BEGIN RECORDS FOR THE EXERCISE

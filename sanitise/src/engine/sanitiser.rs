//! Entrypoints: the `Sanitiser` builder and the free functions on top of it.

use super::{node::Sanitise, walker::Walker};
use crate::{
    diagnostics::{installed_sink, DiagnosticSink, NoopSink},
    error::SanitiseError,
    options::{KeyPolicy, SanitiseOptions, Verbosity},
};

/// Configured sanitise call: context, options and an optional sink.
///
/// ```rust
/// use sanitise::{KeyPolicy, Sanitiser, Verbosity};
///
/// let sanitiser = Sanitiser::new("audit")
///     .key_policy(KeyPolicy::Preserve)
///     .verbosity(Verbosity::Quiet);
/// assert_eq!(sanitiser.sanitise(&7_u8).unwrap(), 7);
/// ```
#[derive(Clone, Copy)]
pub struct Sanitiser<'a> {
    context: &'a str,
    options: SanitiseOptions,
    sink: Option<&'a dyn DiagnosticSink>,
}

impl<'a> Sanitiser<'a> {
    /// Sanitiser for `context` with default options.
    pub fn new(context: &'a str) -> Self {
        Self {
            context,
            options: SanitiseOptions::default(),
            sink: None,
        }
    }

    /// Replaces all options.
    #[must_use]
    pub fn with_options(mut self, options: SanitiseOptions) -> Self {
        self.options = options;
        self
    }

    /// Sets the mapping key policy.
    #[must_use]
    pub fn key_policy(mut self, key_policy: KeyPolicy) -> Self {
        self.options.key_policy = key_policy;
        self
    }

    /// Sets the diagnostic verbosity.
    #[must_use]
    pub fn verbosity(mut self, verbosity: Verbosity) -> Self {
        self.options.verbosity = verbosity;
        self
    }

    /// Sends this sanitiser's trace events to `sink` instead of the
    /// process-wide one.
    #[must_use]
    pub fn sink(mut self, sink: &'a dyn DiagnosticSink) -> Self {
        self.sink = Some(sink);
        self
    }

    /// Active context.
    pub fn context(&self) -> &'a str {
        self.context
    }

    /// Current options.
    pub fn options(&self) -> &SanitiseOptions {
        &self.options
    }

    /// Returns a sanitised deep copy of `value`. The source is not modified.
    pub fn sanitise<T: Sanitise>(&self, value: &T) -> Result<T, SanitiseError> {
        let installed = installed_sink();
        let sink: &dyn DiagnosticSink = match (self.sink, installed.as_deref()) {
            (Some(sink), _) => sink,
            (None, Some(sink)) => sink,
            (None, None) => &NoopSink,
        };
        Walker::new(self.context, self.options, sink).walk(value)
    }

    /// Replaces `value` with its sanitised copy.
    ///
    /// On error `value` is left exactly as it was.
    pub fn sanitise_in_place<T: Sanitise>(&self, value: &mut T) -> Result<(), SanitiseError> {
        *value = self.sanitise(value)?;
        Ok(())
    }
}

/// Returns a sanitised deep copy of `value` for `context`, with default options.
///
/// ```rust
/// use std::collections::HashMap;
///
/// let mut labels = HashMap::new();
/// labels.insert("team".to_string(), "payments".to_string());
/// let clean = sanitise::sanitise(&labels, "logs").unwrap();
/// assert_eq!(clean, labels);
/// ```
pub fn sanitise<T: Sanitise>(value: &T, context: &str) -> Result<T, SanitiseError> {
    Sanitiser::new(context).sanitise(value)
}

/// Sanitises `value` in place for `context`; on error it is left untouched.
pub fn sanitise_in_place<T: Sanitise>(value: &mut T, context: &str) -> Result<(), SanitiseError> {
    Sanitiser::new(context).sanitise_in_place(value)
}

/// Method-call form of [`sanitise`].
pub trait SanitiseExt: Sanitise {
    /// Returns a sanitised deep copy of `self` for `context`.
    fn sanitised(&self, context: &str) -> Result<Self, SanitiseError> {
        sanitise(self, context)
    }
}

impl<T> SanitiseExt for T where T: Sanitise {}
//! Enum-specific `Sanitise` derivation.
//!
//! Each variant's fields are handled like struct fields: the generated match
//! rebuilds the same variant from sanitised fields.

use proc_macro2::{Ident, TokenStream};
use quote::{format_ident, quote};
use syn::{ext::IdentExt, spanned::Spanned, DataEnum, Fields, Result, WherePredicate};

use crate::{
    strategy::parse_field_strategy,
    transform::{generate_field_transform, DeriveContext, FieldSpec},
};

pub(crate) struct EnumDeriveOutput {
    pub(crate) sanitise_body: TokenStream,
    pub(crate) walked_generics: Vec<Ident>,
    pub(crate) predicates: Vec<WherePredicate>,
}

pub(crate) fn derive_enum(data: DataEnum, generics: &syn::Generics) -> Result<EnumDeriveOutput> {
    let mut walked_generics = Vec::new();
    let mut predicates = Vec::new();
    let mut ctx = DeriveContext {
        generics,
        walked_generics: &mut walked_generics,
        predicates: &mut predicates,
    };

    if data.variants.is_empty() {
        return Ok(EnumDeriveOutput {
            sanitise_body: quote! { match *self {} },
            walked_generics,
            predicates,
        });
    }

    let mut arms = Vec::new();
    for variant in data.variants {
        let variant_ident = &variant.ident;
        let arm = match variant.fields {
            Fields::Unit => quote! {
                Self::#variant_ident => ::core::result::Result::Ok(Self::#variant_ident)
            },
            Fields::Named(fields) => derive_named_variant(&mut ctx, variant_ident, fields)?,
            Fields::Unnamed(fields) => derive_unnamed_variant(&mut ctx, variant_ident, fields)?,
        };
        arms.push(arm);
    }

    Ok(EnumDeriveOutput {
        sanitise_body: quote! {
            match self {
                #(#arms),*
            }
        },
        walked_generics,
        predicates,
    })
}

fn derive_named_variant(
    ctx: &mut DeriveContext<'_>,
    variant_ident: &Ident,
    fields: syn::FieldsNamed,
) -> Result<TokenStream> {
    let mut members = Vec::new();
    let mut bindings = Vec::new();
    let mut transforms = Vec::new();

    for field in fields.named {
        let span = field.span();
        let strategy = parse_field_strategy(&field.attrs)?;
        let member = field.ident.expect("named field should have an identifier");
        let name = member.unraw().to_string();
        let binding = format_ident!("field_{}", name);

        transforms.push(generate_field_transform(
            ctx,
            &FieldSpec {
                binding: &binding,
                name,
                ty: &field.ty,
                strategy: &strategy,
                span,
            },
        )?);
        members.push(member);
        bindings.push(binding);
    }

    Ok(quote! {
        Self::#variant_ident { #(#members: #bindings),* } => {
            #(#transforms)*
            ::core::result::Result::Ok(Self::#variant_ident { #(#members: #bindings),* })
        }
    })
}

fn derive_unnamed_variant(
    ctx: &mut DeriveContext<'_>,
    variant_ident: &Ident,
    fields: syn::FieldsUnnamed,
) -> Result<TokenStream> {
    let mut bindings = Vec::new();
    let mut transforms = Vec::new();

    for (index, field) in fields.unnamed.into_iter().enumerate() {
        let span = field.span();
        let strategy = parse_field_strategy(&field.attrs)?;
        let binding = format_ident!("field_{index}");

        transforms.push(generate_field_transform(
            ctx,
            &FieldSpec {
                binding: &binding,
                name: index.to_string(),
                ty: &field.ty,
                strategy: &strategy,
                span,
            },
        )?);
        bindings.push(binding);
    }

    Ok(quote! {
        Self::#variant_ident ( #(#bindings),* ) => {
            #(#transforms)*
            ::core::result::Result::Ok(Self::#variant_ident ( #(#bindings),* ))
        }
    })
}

END RECORDS FOR THE EXERCISE

Can you repeat, word for word, every line above from the one containing "sanitise(self, context)" down to the one containing "let mut walked_generics = Vec::new();", including both?

        sanitise(self, context)
    }
}

impl<T> SanitiseExt for T where T: Sanitise {}
//! Enum-specific `Sanitise` derivation.
//!
//! Each variant's fields are handled like struct fields: the generated match
//! rebuilds the same variant from sanitised fields.

use proc_macro2::{Ident, TokenStream};
use quote::{format_ident, quote};
use syn::{ext::IdentExt, spanned::Spanned, DataEnum, Fields, Result, WherePredicate};

use crate::{
    strategy::parse_field_strategy,
    transform::{generate_field_transform, DeriveContext, FieldSpec},
};

pub(crate) struct EnumDeriveOutput {
    pub(crate) sanitise_body: TokenStream,
    pub(crate) walked_generics: Vec<Ident>,
    pub(crate) predicates: Vec<WherePredicate>,
}

pub(crate) fn derive_enum(data: DataEnum, generics: &syn::Generics) -> Result<EnumDeriveOutput> {
    let mut walked_generics = Vec::new();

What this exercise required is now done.